Captain Electra has some predictions for model railway products from the year 2026.

Hornby were showing off their Lyddle End "Nano-Folk", 1:148 scale robotic folk who can be programmed to perform simple tasks such as getting in and off trains, waiting impatiently on the platforms and going shopping. We are assured that the problems encountered with earlier Chinese-built "Nano-Folk" will not be repeated and they will not form a Democratic Republic on your layout.

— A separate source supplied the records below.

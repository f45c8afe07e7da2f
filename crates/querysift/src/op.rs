//! Comparison and composition operators.
//!
//! [`ComparisonOp`] is the closed set of function tags a clause may use, and
//! [`Composition`] is the joiner between two clauses. Both have a fixed
//! textual form used verbatim by the grammar.

use std::cmp::Ordering;
use std::fmt;
use std::str::FromStr;

/// Comparison operator of a clause.
///
/// Operators are grouped by the property shapes they apply to:
/// - **Direct**: `Eq`, `Ne` on scalars; also whole-sequence equality on collections
/// - **Ordering**: `Lt`, `Lte`, `Gt`, `Gte` on numbers, date/times and durations
/// - **Membership**: `Contains` (collection holds the value),
///   `ContainsOnValue` (value is one of a literal list)
/// - **String edges**: `StartsWith`, `EndsWith`
#[derive(Debug, Clone, Copy, PartialEq, Eq, Hash)]
pub enum ComparisonOp {
    /// Equal. Tag `eq`.
    Eq,
    /// Not equal. Tag `ne`.
    Ne,
    /// Less than. Tag `lt`.
    Lt,
    /// Less than or equal. Tag `lte`.
    Lte,
    /// Greater than. Tag `gt`.
    Gt,
    /// Greater than or equal. Tag `gte`.
    Gte,
    /// Collection property contains the literal value. Tag `ct`.
    Contains,
    /// Scalar property value is one of the literal list. Tag `cov`.
    ContainsOnValue,
    /// String starts with the literal. Tag `sw`.
    StartsWith,
    /// String ends with the literal. Tag `ew`.
    EndsWith,
}

impl ComparisonOp {
    /// All operators, in tag order.
    pub const ALL: [ComparisonOp; 10] = [
        ComparisonOp::Eq,
        ComparisonOp::Ne,
        ComparisonOp::Lt,
        ComparisonOp::Lte,
        ComparisonOp::Gt,
        ComparisonOp::Gte,
        ComparisonOp::Contains,
        ComparisonOp::ContainsOnValue,
        ComparisonOp::StartsWith,
        ComparisonOp::EndsWith,
    ];

    /// Returns the grammar tag of this operator.
    pub fn as_str(self) -> &'static str {
        match self {
            ComparisonOp::Eq => "eq",
            ComparisonOp::Ne => "ne",
            ComparisonOp::Lt => "lt",
            ComparisonOp::Lte => "lte",
            ComparisonOp::Gt => "gt",
            ComparisonOp::Gte => "gte",
            ComparisonOp::Contains => "ct",
            ComparisonOp::ContainsOnValue => "cov",
            ComparisonOp::StartsWith => "sw",
            ComparisonOp::EndsWith => "ew",
        }
    }

    /// Looks up an operator by its exact (lower-case) tag.
    pub fn from_tag(tag: &str) -> Option<Self> {
        ComparisonOp::ALL.into_iter().find(|op| op.as_str() == tag)
    }

    /// Returns the ordering operator for `Lt`, `Lte`, `Gt` and `Gte`.
    pub fn as_ordering(self) -> Option<OrderingOp> {
        match self {
            ComparisonOp::Lt => Some(OrderingOp::Lt),
            ComparisonOp::Lte => Some(OrderingOp::Lte),
            ComparisonOp::Gt => Some(OrderingOp::Gt),
            ComparisonOp::Gte => Some(OrderingOp::Gte),
            _ => None,
        }
    }

    /// Returns `true` for `Lt`, `Lte`, `Gt` and `Gte`.
    pub fn is_ordering(self) -> bool {
        self.as_ordering().is_some()
    }

    /// Returns `true` for `Eq` and `Ne`.
    pub fn is_equality(self) -> bool {
        matches!(self, ComparisonOp::Eq | ComparisonOp::Ne)
    }

    /// Returns `true` for `StartsWith` and `EndsWith`.
    pub fn is_string_edge(self) -> bool {
        matches!(self, ComparisonOp::StartsWith | ComparisonOp::EndsWith)
    }
}

/// The ordering subset of [`ComparisonOp`].
#[derive(Debug, Clone, Copy, PartialEq, Eq, Hash)]
pub enum OrderingOp {
    Lt,
    Lte,
    Gt,
    Gte,
}

impl OrderingOp {
    /// Evaluates the operator given the record value compared to the literal.
    pub fn eval(self, ordering: Ordering) -> bool {
        match self {
            OrderingOp::Gt => ordering == Ordering::Greater,
            OrderingOp::Gte => ordering != Ordering::Less,
            OrderingOp::Lt => ordering == Ordering::Less,
            OrderingOp::Lte => ordering != Ordering::Greater,
        }
    }
}

impl fmt::Display for ComparisonOp {
    fn fmt(&self, f: &mut fmt::Formatter<'_>) -> fmt::Result {
        f.pad(self.as_str())
    }
}

impl FromStr for ComparisonOp {
    type Err = String;

    fn from_str(s: &str) -> Result<Self, Self::Err> {
        ComparisonOp::from_tag(s).ok_or_else(|| format!("unknown function '{s}'"))
    }
}

/// How a clause joins the predicate accumulated from the clauses before it.
#[derive(Debug, Clone, Copy, PartialEq, Eq, Hash)]
pub enum Composition {
    /// Both the clause and the accumulated predicate must hold.
    And,
    /// Either the clause or the accumulated predicate must hold.
    Or,
}

impl Composition {
    /// Returns the canonical (lower-case) keyword.
    pub fn as_str(self) -> &'static str {
        match self {
            Composition::And => "and",
            Composition::Or => "or",
        }
    }

    /// Recognizes a joiner keyword, ignoring ASCII case.
    pub fn from_keyword(word: &str) -> Option<Self> {
        if word.eq_ignore_ascii_case("and") {
            Some(Composition::And)
        } else if word.eq_ignore_ascii_case("or") {
            Some(Composition::Or)
        } else {
            None
        }
    }
}

impl fmt::Display for Composition {
    fn fmt(&self, f: &mut fmt::Formatter<'_>) -> fmt::Result {
        f.pad(self.as_str())
    }
}
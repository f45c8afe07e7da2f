//! Lexer for query text.
//!
//! The lexer converts query text into a stream of tokens: words (function
//! tags and joiners), quoted text, the null sentinel, and the punctuation
//! `(`, `)`, `[`, `]` and `,`. Whitespace between tokens is skipped.

use crate::error::{QueryError, Result};
use crate::literal::NULL_SENTINEL;

/// Kind of a lexed token.
#[derive(Debug, Clone, PartialEq, Eq)]
pub enum TokenKind {
    /// Bare word: `[A-Za-z0-9_]+`.
    Word(String),
    /// Single-quoted text, escapes resolved.
    Quoted(String),
    /// Bare null sentinel.
    Null,
    LParen,
    RParen,
    LBracket,
    RBracket,
    Comma,
    Eof,
}

impl TokenKind {
    /// Short description used in error messages.
    pub fn describe(&self) -> String {
        match self {
            TokenKind::Word(w) => format!("'{w}'"),
            TokenKind::Quoted(_) => "quoted text".to_string(),
            TokenKind::Null => "null sentinel".to_string(),
            TokenKind::LParen => "'('".to_string(),
            TokenKind::RParen => "')'".to_string(),
            TokenKind::LBracket => "'['".to_string(),
            TokenKind::RBracket => "']'".to_string(),
            TokenKind::Comma => "','".to_string(),
            TokenKind::Eof => "end of query".to_string(),
        }
    }
}

/// A token with the byte offset where it starts.
#[derive(Debug, Clone, PartialEq, Eq)]
pub struct Token {
    pub kind: TokenKind,
    pub position: usize,
}

/// Lexer over one query string.
pub struct Lexer<'src> {
    source: &'src str,
    position: usize,
}

impl<'src> Lexer<'src> {
    pub fn new(source: &'src str) -> Self {
        Lexer {
            source,
            position: 0,
        }
    }

    /// The full source text.
    pub fn source(&self) -> &'src str {
        self.source
    }

    fn rest(&self) -> &'src str {
        &self.source[self.position..]
    }

    fn peek_char(&self) -> Option<char> {
        self.rest().chars().next()
    }

    fn skip_whitespace(&mut self) {
        let rest = self.rest();
        let trimmed = rest.trim_start();
        self.position += rest.len() - trimmed.len();
    }

    fn error(&self, position: usize, message: impl Into<String>) -> QueryError {
        QueryError::syntax(self.source, position, message)
    }

    /// Returns the next token, or a syntax error for text that cannot start one.
    pub fn next_token(&mut self) -> Result<Token> {
        self.skip_whitespace();
        let start = self.position;

        let Some(c) = self.peek_char() else {
            return Ok(Token {
                kind: TokenKind::Eof,
                position: start,
            });
        };

        let kind = match c {
            '(' => self.punct(TokenKind::LParen),
            ')' => self.punct(TokenKind::RParen),
            '[' => self.punct(TokenKind::LBracket),
            ']' => self.punct(TokenKind::RBracket),
            ',' => self.punct(TokenKind::Comma),
            '\'' => self.scan_quoted()?,
            '$' if self.rest().starts_with(NULL_SENTINEL) => {
                self.position += NULL_SENTINEL.len();
                TokenKind::Null
            }
            c if is_word_char(c) => self.scan_word(),
            c => return Err(self.error(start, format!("unexpected character '{c}'"))),
        };

        Ok(Token {
            kind,
            position: start,
        })
    }

    fn punct(&mut self, kind: TokenKind) -> TokenKind {
        self.position += 1;
        kind
    }

    fn scan_word(&mut self) -> TokenKind {
        let rest = self.rest();
        let len = rest
            .find(|c: char| !is_word_char(c))
            .unwrap_or(rest.len());
        self.position += len;
        TokenKind::Word(rest[..len].to_string())
    }

    fn scan_quoted(&mut self) -> Result<TokenKind> {
        let start = self.position;
        let mut text = String::new();
        let mut chars = self.rest().char_indices().skip(1);

        while let Some((offset, c)) = chars.next() {
            match c {
                '\'' => {
                    self.position = start + offset + 1;
                    if text == NULL_SENTINEL {
                        return Ok(TokenKind::Null);
                    }
                    return Ok(TokenKind::Quoted(text));
                }
                '\\' => match chars.next() {
                    Some((_, escaped @ ('\'' | '\\'))) => text.push(escaped),
                    Some((at, other)) => {
                        return Err(self.error(
                            start + at - 1,
                            format!("invalid escape sequence '\\{other}'"),
                        ))
                    }
                    None => break,
                },
                c => text.push(c),
            }
        }

        Err(self.error(start, "unterminated quoted text"))
    }

    /// Lexes the whole source.
    pub fn tokenize(mut self) -> Result<Vec<Token>> {
        let mut tokens = Vec::new();
        loop {
            let token = self.next_token()?;
            let done = token.kind == TokenKind::Eof;
            tokens.push(token);
            if done {
                return Ok(tokens);
            }
        }
    }
}

fn is_word_char(c: char) -> bool {
    c.is_ascii_alphanumeric() || c == '_'
}
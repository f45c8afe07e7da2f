//! `sift` - filter a JSON file of books with a query.
//!
//! ```text
//! sift --file books.json "ct('Genres', 'sf') and gt('Pages', '300')"
//! sift --file books.json --count "eq('Series', $!NULL!$)"
//! sift --file books.json --explain "sw('Title', 'D') or lt('Year', '1900')"
//! ```
//!
//! Logging goes to stderr and is controlled by `SIFT_LOG` (an `EnvFilter`
//! directive such as `querysift=trace`) or `--verbose`.

mod book;

use std::io::{self, Write};
use std::path::PathBuf;

use anyhow::{Context, Result};
use clap::Parser;
use querysift::{CompileOptions, Compiler, PropertyCase};
use tracing::info;
use tracing_subscriber::EnvFilter;

use crate::book::{load_books, Book};

const LOG_ENV: &str = "SIFT_LOG";

#[derive(Debug, Parser)]
#[command(name = "sift", version, about = "Filter a JSON file of books with a query")]
struct Cli {
    /// JSON file holding an array of books
    #[arg(short, long)]
    file: PathBuf,

    /// Print the parsed clauses before the results
    #[arg(long)]
    explain: bool,

    /// Print only the number of matching books
    #[arg(long)]
    count: bool,

    /// Match property names exactly
    #[arg(long)]
    exact: bool,

    /// Log compilation details to stderr
    #[arg(short, long)]
    verbose: bool,

    /// The query, e.g. "eq('Author', 'Jane Austen')"
    query: String,
}

fn init_logging(verbose: bool) {
    let filter = if verbose {
        EnvFilter::new("querysift=trace,sift=debug")
    } else {
        EnvFilter::try_from_env(LOG_ENV).unwrap_or_else(|_| EnvFilter::new("warn"))
    };
    let _ = tracing_subscriber::fmt()
        .with_env_filter(filter)
        .with_writer(io::stderr)
        .try_init();
}

fn run(cli: &Cli, out: &mut impl Write) -> Result<()> {
    let books = load_books(&cli.file)?;
    info!(books = books.len(), file = %cli.file.display(), "loaded records");

    if cli.explain {
        let clauses = querysift::parse(&cli.query).context("invalid query")?;
        for clause in &clauses {
            match clause.composition() {
                Some(joiner) => writeln!(out, "{joiner:>4} {clause}")?,
                None => writeln!(out, "     {clause}")?,
            }
        }
    }

    let case = if cli.exact {
        PropertyCase::Exact
    } else {
        PropertyCase::AsciiInsensitive
    };
    let compiler = Compiler::with_options(CompileOptions::new().property_case(case));
    let predicate = compiler
        .compile::<Book>(&cli.query)
        .context("invalid query")?;

    if cli.count {
        writeln!(out, "{}", predicate.count(&books))?;
    } else {
        for book in predicate.filter(&books) {
            writeln!(out, "{}", serde_json::to_string(book)?)?;
        }
    }
    Ok(())
}

fn main() -> Result<()> {
    let cli = Cli::parse();
    init_logging(cli.verbose);

    let stdout = io::stdout();
    let mut out = stdout.lock();
    run(&cli, &mut out)
}
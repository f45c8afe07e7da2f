//! Type coercion.
//!
//! Given a clause and the declared type of its property, this module picks
//! the comparison path and decodes the literal into typed values.
//!
//! | property | literal | path | operators |
//! |----------|---------|------|-----------|
//! | scalar or nullable | scalar | [`Path::Direct`] | `eq ne lt lte gt gte sw ew` |
//! | scalar or nullable | list | [`Path::OneOf`] | `cov` |
//! | array or collection | scalar | [`Path::Contains`] | `ct` |
//! | array or collection | list | [`Path::SequenceEquals`] | `eq ne` |
//!
//! Every other combination is rejected as an unsupported operator.
//! [`comparison`] runs all of these checks and yields a [`Comparison`] that
//! the predicate builder evaluates without further validation.

use crate::clause::{Atom, Clause, RawLiteral};
use crate::error::{QueryError, Result};
use crate::literal;
use crate::op::{ComparisonOp, OrderingOp};
use crate::record::TypeDescriptor;
use crate::value::{Scalar, ScalarKind};

/// Comparison path chosen from the property shape and literal form.
#[derive(Debug, Clone, Copy, PartialEq, Eq)]
pub enum Path {
    /// Scalar property against one value.
    Direct,
    /// Scalar property is a member of a literal list.
    OneOf,
    /// Sequence property holds one literal value.
    Contains,
    /// Sequence property equals a literal list element by element.
    SequenceEquals,
}

/// Decoded literal of one clause.
#[derive(Debug, Clone, PartialEq)]
pub enum CoercedValue {
    /// One value; `None` is the null sentinel.
    Single(Option<Scalar>),
    /// Ordered list values; `None` elements are null sentinels.
    Many(Vec<Option<Scalar>>),
}

/// A clause checked against its property type, with its literal decoded.
#[derive(Debug, Clone, PartialEq)]
pub enum Comparison {
    /// `eq` or `ne` on a scalar; `None` is null.
    Equals { expected: Option<Scalar>, negate: bool },
    /// `lt`, `lte`, `gt` or `gte` against a non-null bound.
    Order { op: OrderingOp, bound: Scalar },
    /// `sw` or `ew` on a string.
    Edge { text: String, starts: bool },
    /// `cov`: the scalar value is one of the candidates.
    OneOf(Vec<Option<Scalar>>),
    /// `ct`: the sequence holds the needle.
    Contains(Option<Scalar>),
    /// `eq` or `ne` on a sequence, element by element.
    SequenceEquals {
        expected: Vec<Option<Scalar>>,
        negate: bool,
    },
}

impl Comparison {
    pub fn path(&self) -> Path {
        match self {
            Comparison::Equals { .. } | Comparison::Order { .. } | Comparison::Edge { .. } => {
                Path::Direct
            }
            Comparison::OneOf(_) => Path::OneOf,
            Comparison::Contains(_) => Path::Contains,
            Comparison::SequenceEquals { .. } => Path::SequenceEquals,
        }
    }
}

/// Validates a clause against its property type and decodes its literal.
///
/// Sentinel misuse is reported first, then operator validity, then literal
/// decoding.
pub fn comparison(clause: &Clause, descriptor: TypeDescriptor) -> Result<Comparison> {
    reject_null(clause, descriptor)?;
    let op = clause.op();
    match resolve_path(clause, descriptor)? {
        Path::Direct => direct(clause, single(clause, descriptor)?),
        Path::Contains => single(clause, descriptor).map(Comparison::Contains),
        Path::OneOf => many(clause, descriptor).map(Comparison::OneOf),
        Path::SequenceEquals => many(clause, descriptor).map(|expected| {
            Comparison::SequenceEquals {
                expected,
                negate: op == ComparisonOp::Ne,
            }
        }),
    }
}

fn single(clause: &Clause, descriptor: TypeDescriptor) -> Result<Option<Scalar>> {
    match clause.literal() {
        RawLiteral::Scalar(atom) => coerce_atom(clause, descriptor, atom),
        RawLiteral::List(_) => Err(unsupported(clause, "expected a single value, found a list")),
    }
}

fn many(clause: &Clause, descriptor: TypeDescriptor) -> Result<Vec<Option<Scalar>>> {
    match clause.literal() {
        RawLiteral::List(atoms) => atoms
            .iter()
            .map(|atom| coerce_atom(clause, descriptor, atom))
            .collect(),
        RawLiteral::Scalar(_) => Err(unsupported(clause, "expected a list, found a single value")),
    }
}

fn direct(clause: &Clause, value: Option<Scalar>) -> Result<Comparison> {
    let op = clause.op();
    if let Some(ordering) = op.as_ordering() {
        return match value {
            Some(bound) => Ok(Comparison::Order { op: ordering, bound }),
            None => Err(unsupported(clause, "cannot order against null")),
        };
    }
    match (op, value) {
        (ComparisonOp::Eq | ComparisonOp::Ne, expected) => Ok(Comparison::Equals {
            expected,
            negate: op == ComparisonOp::Ne,
        }),
        (ComparisonOp::StartsWith | ComparisonOp::EndsWith, Some(Scalar::String(text))) => {
            Ok(Comparison::Edge {
                text,
                starts: op == ComparisonOp::StartsWith,
            })
        }
        (ComparisonOp::StartsWith | ComparisonOp::EndsWith, None) => {
            Err(unsupported(clause, "cannot match a null prefix or suffix"))
        }
        _ => Err(unsupported(clause, "not applicable to a single scalar value")),
    }
}

fn unsupported(clause: &Clause, reason: &str) -> QueryError {
    QueryError::UnsupportedOperator {
        op: clause.op().as_str(),
        property: clause.property().to_string(),
        reason: reason.to_string(),
    }
}

/// Selects the comparison path for a clause, rejecting invalid operators.
pub fn resolve_path(clause: &Clause, descriptor: TypeDescriptor) -> Result<Path> {
    let op = clause.op();
    let literal = clause.literal();
    let unsupported = |reason: String| QueryError::UnsupportedOperator {
        op: op.as_str(),
        property: clause.property().to_string(),
        reason,
    };

    match (descriptor.shape.is_sequence(), literal.is_list()) {
        (false, false) => {
            if op.is_ordering() {
                if !descriptor.kind.is_orderable() {
                    return Err(unsupported(format!(
                        "{} values have no ordering",
                        descriptor.kind
                    )));
                }
                if literal.is_null() && descriptor.accepts_null() {
                    return Err(unsupported("cannot order against null".to_string()));
                }
            } else if op.is_string_edge() {
                if descriptor.kind != ScalarKind::String {
                    return Err(unsupported(format!(
                        "requires a string property, found {descriptor}"
                    )));
                }
                if literal.is_null() && descriptor.accepts_null() {
                    return Err(unsupported("cannot match a null prefix or suffix".to_string()));
                }
            } else if !op.is_equality() {
                return Err(unsupported(format!(
                    "a {} property with a single value supports eq, ne, lt, lte, gt, gte, sw and ew",
                    descriptor.shape
                )));
            }
            Ok(Path::Direct)
        }
        (false, true) => match op {
            ComparisonOp::ContainsOnValue => Ok(Path::OneOf),
            _ => Err(unsupported(format!(
                "a list literal against a {} property requires cov",
                descriptor.shape
            ))),
        },
        (true, false) => match op {
            ComparisonOp::Contains => Ok(Path::Contains),
            _ => Err(unsupported(format!(
                "a single value against {descriptor} requires ct"
            ))),
        },
        (true, true) => match op {
            ComparisonOp::Eq | ComparisonOp::Ne => Ok(Path::SequenceEquals),
            _ => Err(unsupported(format!(
                "a list literal against {descriptor} supports eq and ne"
            ))),
        },
    }
}

/// Fails with a coercion error if the literal uses the null sentinel against
/// a type that cannot hold null.
///
/// Runs before [`resolve_path`] so that sentinel misuse is reported as a
/// coercion error whatever the operator.
pub fn reject_null(clause: &Clause, descriptor: TypeDescriptor) -> Result<()> {
    let has_null = match clause.literal() {
        RawLiteral::Scalar(atom) => *atom == Atom::Null,
        RawLiteral::List(atoms) => atoms.contains(&Atom::Null),
    };
    if has_null && !descriptor.accepts_null() {
        return Err(null_not_allowed(clause, descriptor));
    }
    Ok(())
}

fn null_not_allowed(clause: &Clause, descriptor: TypeDescriptor) -> QueryError {
    QueryError::Coercion {
        property: clause.property().to_string(),
        literal: literal::NULL_SENTINEL.to_string(),
        expected: descriptor.to_string(),
        reason: "null is not allowed for a non-nullable type".to_string(),
    }
}

/// Decodes a clause literal into values of the property's declared type.
///
/// Each list element is decoded independently. The null sentinel is only
/// accepted where the declared type (or element type) is nullable.
pub fn coerce(clause: &Clause, descriptor: TypeDescriptor) -> Result<CoercedValue> {
    match clause.literal() {
        RawLiteral::Scalar(atom) => Ok(CoercedValue::Single(coerce_atom(
            clause, descriptor, atom,
        )?)),
        RawLiteral::List(atoms) => atoms
            .iter()
            .map(|atom| coerce_atom(clause, descriptor, atom))
            .collect::<Result<Vec<_>>>()
            .map(CoercedValue::Many),
    }
}

fn coerce_atom(clause: &Clause, descriptor: TypeDescriptor, atom: &Atom) -> Result<Option<Scalar>> {
    let error = |literal: &str, reason: String| QueryError::Coercion {
        property: clause.property().to_string(),
        literal: literal.to_string(),
        expected: descriptor.to_string(),
        reason,
    };

    match atom {
        Atom::Null if descriptor.accepts_null() => Ok(None),
        Atom::Null => Err(null_not_allowed(clause, descriptor)),
        Atom::Text(text) => literal::decode(descriptor.kind, text)
            .map(Some)
            .map_err(|reason| error(text, reason)),
    }
}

Will the range include nano-chavs?

Posted by TimHall in Railways at 11:01 PM | Comments (0)

October 19, 2006

Hot Axlebox!

While waiting for my train home tonight, I noticed a freight barrelling along on the other line; a long train of continuous welded rail headed by a Freightliner 66, doing something like sixty.

Alarmingly, I noticed a lot of black smoke coming from one of the bogies about halfway down the train, which looked worryingly like a hot axlebox. As the train receded into the distance, it seemed to be shrouded in smoke. The tail light, still visible through the smoke, took a long time to disappear round the curve a mile along the line. Was the train slowing?

After the train disappeared, the signals didn't clear. My own train, due on the other track any minute failed to appear. Disturbing thoughts started appearing in my head; had the train derailed and blocked both lines? Had my local train run into the wreckage? Should I have tried to warn someone?

Another waiting passenger rang the information helpline, to be told that services were delayed due to 'problems with a freight train'. As if we didn't already know that.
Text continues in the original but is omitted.